• **Data extract**:
====

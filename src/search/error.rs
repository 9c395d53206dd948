use thiserror::Error;

use crate::index::IndexSide;

/// 构造期配置错误：一律在任何搜索开始之前报告
#[derive(Debug, Error, PartialEq, Eq)]
pub enum ConfigError {
    #[error("unsupported seed mismatch count {0} (expected 0..=3)")]
    UnsupportedSeedMismatches(u8),

    #[error("seed length must be positive")]
    ZeroSeedLength,

    #[error("neither forward nor reverse-complement strand is enabled")]
    NoStrands,

    #[error("strand and mate orientation flags leave no mate/strand combination to search")]
    NoMateStrands,

    #[error("paired-end window is empty: inner {inner} > outer {outer}")]
    EmptyPairWindow { inner: u32, outer: u32 },

    #[error("arena capacity must be positive")]
    ZeroPoolCapacity,

    #[error("index is not resident")]
    IndexNotReady,
}

/// 搜索期内部不变量被破坏（区间记账有误），属于致命错误
#[derive(Debug, Error)]
pub enum SearchError {
    #[error("index walk failed on {side:?} index at row {row}")]
    IndexWalk { side: IndexSide, row: usize },

    #[error("located text position {pos} does not fall inside a contig")]
    OffContig { pos: u64 },
}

====

Figure out how many lines of the listing above include "inner"; the answer is that number alone.

2